The solution to heresy isn't stamping it out. You can't do it, and you shouldn't want to. Somewhere in your belief system is heresy, and probably more than you think. We mortals don't get to be certain about things, and we don't get perfect understand of the transcendent God and God's transcendent ways. So somewhere you took a metaphor God gave us to help us understand and took it too literally or applied it where it doesn't apply. Or you ignored a complimentary metaphor. Or something. And the only way for your heresy to get rooted out is to be exposed to other ideas and test them and see what stands.

That testing is pretty important, and I think people do it pretty poorly. Most people use the test "Is this what I already think, or consistent with it?" That is not a useful test for finding where you're wrong. Sometimes instead we ask "Is this the traditional teaching?" but there too it privileges one view without testing it. "Does this make me uncomfortable?" or any other feeling-based test is problematic too. Feelings are important, but they're too fleeting to have the final word on something like this. Anything new and surprising may make you nervous at first (or excited, if you're a different type of person), but that feeling doesn't make the new thing false (or true).

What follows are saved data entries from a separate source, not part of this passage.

#[cfg(test)]
mod tests {
    use super::*;
    use crate::config::BudgetPaths;
    use crate::models::{Currency, LimitPeriod};
    use crate::services::{LimitService, NewTransaction, TransactionService};
    use tempfile::TempDir;

    fn setup() -> (TempDir, Storage, User, BudgetId) {
        let temp_dir = TempDir::new().unwrap();
        let paths = BudgetPaths::with_base_dir(temp_dir.path().to_path_buf());
        let storage = Storage::new(paths).unwrap();
        storage.load_all().unwrap();
        let anna = User::new("anna@example.com", "Anna", "hash");
        storage.users.upsert(anna.clone()).unwrap();
        let budget = crate::services::BudgetService::new(&storage)
            .create_budget(&anna, "Home", Currency::Pln)
            .unwrap();
        (temp_dir, storage, anna, budget.id)
    }

    fn spend(storage: &Storage, budget_id: BudgetId, user: &User, minor: i64, category: &str) {
        TransactionService::new(storage)
            .add_transaction(
                budget_id,
                user,
                NewTransaction {
                    member: user.id,
                    kind: TransactionKind::Expense,
                    amount: Money::from_minor(minor),
                    category: category.into(),
                    description: String::new(),
                    date: crate::services::today(),
                },
            )
            .unwrap();
    }

    #[test]
    fn test_add_generates_color_and_rejects_duplicates() {
        let (_dir, storage, anna, budget_id) = setup();
        let service = CategoryService::new(&storage);

        let pets = service
            .add(budget_id, &anna, "Pets", TransactionKind::Expense, None, None)
            .unwrap();
        assert_eq!(pets.color, category_color("Pets"));
        assert_eq!(pets.icon, DEFAULT_ICON);

        let err = service
            .add(budget_id, &anna, "pets", TransactionKind::Expense, None, None)
            .unwrap_err();
        assert!(matches!(err, BudgetError::Duplicate { .. }));

        let err = service
            .add(budget_id, &anna, "Toys", TransactionKind::Expense, None, Some("red"))
            .unwrap_err();
        assert!(err.is_validation());
    }

    #[test]
    fn test_delete_refuses_used_category_unless_forced() {
        let (_dir, storage, anna, budget_id) = setup();
        let service = CategoryService::new(&storage);
        spend(&storage, budget_id, &anna, 1_000, "Health");
        LimitService::new(&storage)
            .set(budget_id, &anna, "Health", Money::from_minor(5_000), LimitPeriod::Monthly)
            .unwrap();
        let health = service.find(budget_id, "health").unwrap();

        assert!(service.delete(health.id, &anna, false).unwrap_err().is_validation());
        service.delete(health.id, &anna, true).unwrap();

        assert!(storage.categories.find_by_name(budget_id, "Health").unwrap().is_none());
        assert!(storage.limits.find_by_category(budget_id, "Health").unwrap().is_none());
        assert_eq!(storage.transactions.count_for_category(budget_id, "Health").unwrap(), 1);
    }

    #[test]
    fn test_rename_carries_over_references() {
        let (_dir, storage, anna, budget_id) = setup();
        let service = CategoryService::new(&storage);
        spend(&storage, budget_id, &anna, 1_000, "Transport");
        LimitService::new(&storage)
            .set(budget_id, &anna, "Transport", Money::from_minor(5_000), LimitPeriod::Monthly)
            .unwrap();
        let transport = service.find(budget_id, "Transport").unwrap();

        service
            .update(
                transport.id,
                &anna,
                CategoryUpdate {
                    name: Some("Car".into()),
                    ..CategoryUpdate::default()
                },
            )
            .unwrap();

        assert_eq!(storage.transactions.count_for_category(budget_id, "Car").unwrap(), 1);
        assert!(storage.limits.find_by_category(budget_id, "Car").unwrap().is_some());

        let err = service
            .update(
                transport.id,
                &anna,
                CategoryUpdate {
                    kind: Some(TransactionKind::Income),
                    ..CategoryUpdate::default()
                },
            )
            .unwrap_err();
        assert!(err.is_validation());
    }

    #[test]
    fn test_usage_stats_and_sort() {
        let (_dir, storage, anna, budget_id) = setup();
        let service = CategoryService::new(&storage);
        spend(&storage, budget_id, &anna, 1_000, "Transport");
        spend(&storage, budget_id, &anna, 2_000, "Transport");
        spend(&storage, budget_id, &anna, 9_000, "Health");

        let usage = service.usage_stats(budget_id).unwrap();
        assert_eq!(usage[0].category.name, "Transport");
        assert_eq!(usage[0].count, 2);
        assert_eq!(usage[0].total, Money::from_minor(3_000));
        assert_eq!(usage[1].category.name, "Health");
        assert_eq!(usage.len(), DefaultCategory::all().len());

        let by_name = service.sorted(budget_id, CategorySort::Name).unwrap();
        assert_eq!(by_name[0].name, "Entertainment");

        let found = service.search(budget_id, "SAL").unwrap();
        assert_eq!(found.len(), 1);
        assert_eq!(found[0].name, "Salary");
    }

    #[test]
    fn test_export_import_between_budgets() {
        let (_dir, storage, anna, budget_id) = setup();
        let service = CategoryService::new(&storage);
        service
            .add(budget_id, &anna, "Pets", TransactionKind::Expense, Some("🐶"), Some("#00ff00"))
            .unwrap();
        let json = service.export_json(budget_id).unwrap();

        let other = crate::services::BudgetService::new(&storage)
            .create_budget(&anna, "Cottage", Currency::Pln)
            .unwrap();
        let summary = service.import_json(other.id, &anna, &json).unwrap();
        assert_eq!(summary.added, 1);
        assert_eq!(summary.skipped.len(), DefaultCategory::all().len());

        let pets = service.find(other.id, "Pets").unwrap();
        assert_eq!(pets.color, "#00FF00");
        assert_eq!(pets.icon, "🐶");

        assert!(matches!(
            service.import_json(other.id, &anna, "not json").unwrap_err(),
            BudgetError::Import(_)
        ));
    }

    #[test]
    fn test_create_defaults_fills_gaps() {
        let (_dir, storage, anna, budget_id) = setup();
        let service = CategoryService::new(&storage);
        let groceries = service.find(budget_id, "Groceries").unwrap();
        service.delete(groceries.id, &anna, false).unwrap();

        let created = service.create_defaults(budget_id).unwrap();
        assert_eq!(created.len(), 1);
        assert_eq!(created[0].name, "Groceries");
        assert!(service.create_defaults(budget_id).unwrap().is_empty());
    }
}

The first part of a better test is from Dallas Willard in The Divine Conspiracy:
The acid test for any theology is this: Is the God presented one that can be loved, heart, soul, mind, and strength? If the thoughtful, honest answer is "Not really," then we need to look elsewhere or deeper. It does not really matter how sophisticated intellectually or doctrinally our approach is. If it fails to set a lovable God--a radiant, happy, friendly, accessible, and totally competent being--before ordinary people, we have gone wrong. We should not keep going in the same direction, but turn around and take another road. (329)
To this I would suggest we add a second part. Willard's acid test is based on the assertion of Jesus that the greatest commandment is to fully love God with all you have, so a theology that hinders that cannot be right or good. Jesus gave a second command that in his words is "like" the first: love your neighbor as yourself.

Therefore I think the second part of the test is like the first: if the theology presented discourages people from loving others--all others--as themselves, it is a wrong path.

With those tests in mind, I'm following Paul and testing everything, to hold on to the good. And some of what I'm testing at the moment is what some people have called or will call heresy. And some of it is turning out to be good. Through it, God may yet get me to where I should be.